Think about a “monster” in your life right now (no, not Susan in accounting). Something that makes you feel anxious or stressed.

When you have a few minutes and are in a safe environment, try this step-by-step process to hug your monster: 

1. Acceptance:

Acceptance is a process of acknowledging and allowing difficult emotions, thoughts, and experiences to exist without trying to change or control them. It involves being present with the emotions, observing them with curiosity and compassion, and allowing them to come and go as they naturally do, even if it is uncomfortable or unpleasant. It’s not good, it’s not bad, it just is.

2. Name it:

Sit with your monster and name it. What emotion best describes how you are feeling? Is it anxiety? Fear? Sadness? When you label an emotion and give it a name, you are using your prefrontal cortex rather than the emotional control center of your brain. This takes some of the power away from emotion and allows you to see it more objectively.

3. Feel it:

Take a moment to check in with yourself and notice any sensations in your body or any thoughts that are present. Do your stomach or shoulders feel tight? Is your breathing shallow? Do your hands feel clammy? This is mindfulness and brings you into the present moment. This practice allows you to observe your emotions and thoughts without getting caught up in them. It also signals safety to your brain.

4. Practice self-compassion:

Instead of berating yourself for feeling a certain way, offer yourself words of support and encouragement. For example, you might say to yourself, “It’s okay to feel sad right now. I am doing the best I can.” When you acknowledge the emotion, rather than judge yourself for feeling it, you allow it to dissipate more quickly.

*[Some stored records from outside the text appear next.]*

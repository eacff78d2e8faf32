// SPDX-FileCopyrightText: 2026 BlueCon Contributors
// SPDX-License-Identifier: MIT OR Apache-2.0

//! Signal handling for long-running commands.

use tokio_util::sync::CancellationToken;
use tracing::{debug, info, warn};

/// Returns a token cancelled on SIGINT (or SIGTERM on unix).
pub fn install_signal_handler() -> CancellationToken {
    let token = CancellationToken::new();
    let token_clone = token.clone();

    tokio::spawn(async move {
        #[cfg(unix)]
        {
            use tokio::signal::unix::{SignalKind, signal};
            match signal(SignalKind::terminate()) {
                Ok(mut sigterm) => {
                    tokio::select! {
                        _ = tokio::signal::ctrl_c() => info!("received SIGINT, stopping"),
                        _ = sigterm.recv() => info!("received SIGTERM, stopping"),
                    }
                }
                Err(e) => {
                    warn!(error = %e, "failed to install SIGTERM handler");
                    let _ = tokio::signal::ctrl_c().await;
                    info!("received SIGINT, stopping");
                }
            }
        }

        #[cfg(not(unix))]
        {
            let _ = tokio::signal::ctrl_c().await;
            info!("received Ctrl+C, stopping");
        }

        token_clone.cancel();
        debug!("signal handler completed");
    });

    token
}

#[cfg(test)]
mod tests {
    use super::*;

    #[tokio::test]
    async fn token_starts_uncancelled() {
        let token = install_signal_handler();
        assert!(!token.is_cancelled());
        token.cancel();
    }
}
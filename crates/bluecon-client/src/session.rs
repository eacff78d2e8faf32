// SPDX-FileCopyrightText: 2026 BlueCon Contributors
// SPDX-License-Identifier: MIT OR Apache-2.0

//! The session facade: authenticated vendor calls plus the notification
//! listener lifecycle.

use std::sync::Arc;

use async_trait::async_trait;
use bluecon_core::{
    AccessDoor, BlueconError, DeviceInfo, Notification, NotificationHandler, Pairing,
    PushProvider, User,
};
use secrecy::SecretString;
use tracing::{debug, info};

use crate::api::{FermaxApi, build_http_client, latest_photo_call};
use crate::listener::{Acknowledger, ListenerState, NotificationListener};
use crate::oauth::{OAuthService, TokenManager};
use crate::registrar::PushRegistrar;
use crate::settings::{ClientSettings, Storages};

/// Authenticated access to the vendor API, shared with the listener thread.
struct Authenticated {
    api: FermaxApi,
    tokens: Arc<TokenManager>,
}

impl Authenticated {
    async fn auth(&self) -> Result<String, BlueconError> {
        self.tokens.bearer_header().await
    }
}

#[async_trait]
impl Acknowledger for Authenticated {
    async fn acknowledge(&self, notification: &Notification) -> Result<bool, BlueconError> {
        let Some(message_id) = notification.ack_message_id() else {
            return Ok(false);
        };
        let auth = self.auth().await?;
        self.api.acknowledge(&auth, message_id).await
    }
}

/// Client for one vendor account.
///
/// Every request obtains a valid token first (refreshing it if needed) and
/// sends it as `Authorization: Bearer <access>`.
pub struct SessionClient {
    auth: Arc<Authenticated>,
    registrar: Option<Arc<PushRegistrar>>,
    listener: Option<NotificationListener>,
}

impl std::fmt::Debug for SessionClient {
    fn fmt(&self, f: &mut std::fmt::Formatter<'_>) -> std::fmt::Result {
        f.debug_struct("SessionClient")
            .field("base_url", &self.auth.api.base_url())
            .field("push", &self.registrar.is_some())
            .finish()
    }
}

impl SessionClient {
    /// Logs in with a password grant, stores the token, and builds the client.
    pub async fn login(
        settings: ClientSettings,
        username: &str,
        password: &SecretString,
        storages: Storages,
        provider: Arc<dyn PushProvider>,
        handler: Arc<dyn NotificationHandler>,
    ) -> Result<Self, BlueconError> {
        let client = Self::build(settings, storages, provider, handler)?;
        client.auth.tokens.login(username, password).await?;
        Ok(client)
    }

    /// Builds the client around a previously stored token.
    ///
    /// Fails with an authentication error if the token store is empty.
    pub async fn from_stored_token(
        settings: ClientSettings,
        storages: Storages,
        provider: Arc<dyn PushProvider>,
        handler: Arc<dyn NotificationHandler>,
    ) -> Result<Self, BlueconError> {
        let client = Self::build(settings, storages, provider, handler)?;
        if !client.auth.tokens.has_token().await? {
            return Err(BlueconError::Authentication {
                message: "not logged in".to_string(),
                source: None,
            });
        }
        Ok(client)
    }

    fn build(
        settings: ClientSettings,
        storages: Storages,
        provider: Arc<dyn PushProvider>,
        handler: Arc<dyn NotificationHandler>,
    ) -> Result<Self, BlueconError> {
        let http = build_http_client(settings.request_timeout)?;
        let oauth = OAuthService::new(
            http.clone(),
            settings.oauth_url.as_str(),
            &settings.client_id,
            &settings.client_secret,
        );
        let tokens = Arc::new(TokenManager::new(oauth, storages.tokens.clone()));
        let api = FermaxApi::new(http, settings.base_url.as_str());
        let auth = Arc::new(Authenticated {
            api: api.clone(),
            tokens: tokens.clone(),
        });

        let (registrar, listener) = match settings.push_app {
            Some(app) => {
                let registrar = Arc::new(PushRegistrar::new(
                    app,
                    provider.clone(),
                    storages.notifications.clone(),
                    api,
                    tokens,
                ));
                let listener = NotificationListener::new(
                    provider,
                    storages.notifications.clone(),
                    registrar.clone(),
                    auth.clone(),
                    handler,
                    settings.stop_timeout,
                );
                (Some(registrar), Some(listener))
            }
            None => {
                debug!("no push application configured, notifications unavailable");
                (None, None)
            }
        };

        Ok(Self {
            auth,
            registrar,
            listener,
        })
    }

    fn registrar(&self) -> Result<&PushRegistrar, BlueconError> {
        self.registrar.as_deref().ok_or_else(push_not_configured)
    }

    fn listener(&self) -> Result<&NotificationListener, BlueconError> {
        self.listener.as_ref().ok_or_else(push_not_configured)
    }

    pub async fn get_pairings(&self) -> Result<Vec<Pairing>, BlueconError> {
        let auth = self.auth.auth().await?;
        self.auth.api.pairings(&auth).await
    }

    pub async fn get_user_info(&self) -> Result<User, BlueconError> {
        let auth = self.auth.auth().await?;
        self.auth.api.user(&auth).await
    }

    /// Device telemetry, or `None` if the backend does not answer 2xx.
    pub async fn get_device_info(&self, device_id: &str) -> Result<Option<DeviceInfo>, BlueconError> {
        let auth = self.auth.auth().await?;
        self.auth.api.device_info(&auth, device_id).await
    }

    /// Opens `door` on `device_id`. Returns whether the backend answered 2xx.
    pub async fn open_door(&self, device_id: &str, door: &AccessDoor) -> Result<bool, BlueconError> {
        let auth = self.auth.auth().await?;
        let opened = self
            .auth
            .api
            .open_door(&auth, device_id, &door.access_id)
            .await?;
        info!(device_id, door = %door.title, opened, "open door requested");
        Ok(opened)
    }

    /// Sends the vendor acknowledgment. `Ok(false)` without a request for
    /// notifications that need none.
    pub async fn acknowledge_notification(
        &self,
        notification: &Notification,
    ) -> Result<bool, BlueconError> {
        self.auth.acknowledge(notification).await
    }

    /// Registers for push if needed, then marks the app token active or inactive.
    pub async fn register_app_token(&self, active: bool) -> Result<bool, BlueconError> {
        self.registrar()?.set_active(active).await
    }

    /// Photo of the most recent call on `device_id`, if any call has one.
    pub async fn get_last_picture(&self, device_id: &str) -> Result<Option<Vec<u8>>, BlueconError> {
        let app_token = self.registrar()?.register().await?.device_token;
        let auth = self.auth.auth().await?;
        let logs = self.auth.api.call_registry(&auth, &app_token).await?;

        let Some(photo_id) = latest_photo_call(&logs, device_id).and_then(|log| log.photo_id.clone())
        else {
            debug!(device_id, calls = logs.len(), "no call photo available");
            return Ok(None);
        };
        let auth = self.auth.auth().await?;
        self.auth.api.photo(&auth, &photo_id).await
    }

    pub async fn start_notification_listener(&self) -> Result<(), BlueconError> {
        self.listener()?.start().await
    }

    /// Returns `true` if the listener thread is still alive after the stop timeout.
    pub async fn stop_notification_listener(&self) -> bool {
        match &self.listener {
            Some(listener) => listener.stop().await,
            None => false,
        }
    }

    pub fn listener_state(&self) -> ListenerState {
        self.listener
            .as_ref()
            .map_or(ListenerState::Stopped, NotificationListener::state)
    }
}

fn push_not_configured() -> BlueconError {
    BlueconError::Config("push application settings are not configured".to_string())
}
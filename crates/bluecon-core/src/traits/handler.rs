// SPDX-FileCopyrightText: 2026 BlueCon Contributors
// SPDX-License-Identifier: MIT OR Apache-2.0

//! Subscriber side of the notification pipeline.

use crate::notification::Notification;

/// Receives decoded notifications, at most once per persistent id.
///
/// Called synchronously from the listener thread, so implementations must
/// not block for long. Closures `Fn(Notification)` implement this trait.
pub trait NotificationHandler: Send + Sync + 'static {
    fn on_notification(&self, notification: Notification);
}

impl<F> NotificationHandler for F
where
    F: Fn(Notification) + Send + Sync + 'static,
{
    fn on_notification(&self, notification: Notification) {
        self(notification)
    }
}
// SPDX-FileCopyrightText: 2026 BlueCon Contributors
// SPDX-License-Identifier: MIT OR Apache-2.0

//! Storage traits for the OAuth token and the push-notification state.

use async_trait::async_trait;

use crate::error::BlueconError;
use crate::types::{OAuthToken, PushCredentials};

/// Holds at most one OAuth token.
#[async_trait]
pub trait OAuthTokenStorage: Send + Sync + 'static {
    /// Returns the stored token, if any.
    async fn retrieve_token(&self) -> Result<Option<OAuthToken>, BlueconError>;

    /// Replaces the stored token.
    async fn store_token(&self, token: &OAuthToken) -> Result<(), BlueconError>;
}

/// Push registration credentials plus the log of seen persistent ids.
///
/// Every store/append call is a complete unit: a reader never observes a
/// partially written record.
#[async_trait]
pub trait NotificationInfoStorage: Send + Sync + 'static {
    /// Returns the single credential record, if registration already happened.
    async fn retrieve_credentials(&self) -> Result<Option<PushCredentials>, BlueconError>;

    /// Stores (or replaces, on forced re-registration) the credential record.
    async fn store_credentials(&self, credentials: &PushCredentials) -> Result<(), BlueconError>;

    /// Returns every retained persistent id, oldest first.
    async fn retrieve_persistent_ids(&self) -> Result<Vec<String>, BlueconError>;

    /// Appends a persistent id to the log.
    async fn store_persistent_id(&self, persistent_id: &str) -> Result<(), BlueconError>;

    /// Membership check against the full log.
    async fn contains_persistent_id(&self, persistent_id: &str) -> Result<bool, BlueconError> {
        Ok(self
            .retrieve_persistent_ids()
            .await?
            .iter()
            .any(|id| id == persistent_id))
    }
}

5. Use grounding techniques:

Another form of mindfulness, grounding allows you to bring yourself back to the present moment with techniques like deep breathing, progressive muscle relaxation, a body scan, or using your senses to notice your surroundings. Feel your feet touch the floor. Notice the smells in the air. Take note of the sounds, colors, and other sensory information around you. This brings your brain back to the present moment, calming your nervous system.

6. Seek support:

You don’t have to handle your monsters alone. Remember, we are wired for connection. When your body feels stress, it releases oxytocin, otherwise known as the cuddle hormone that bonds mothers and babies. It is actually a stress hormone that causes us to seek connection. Reach out to trusted friends, family members, or a mental health professional for support. Talking to someone who understands and can offer empathy can be incredibly validating and supportive.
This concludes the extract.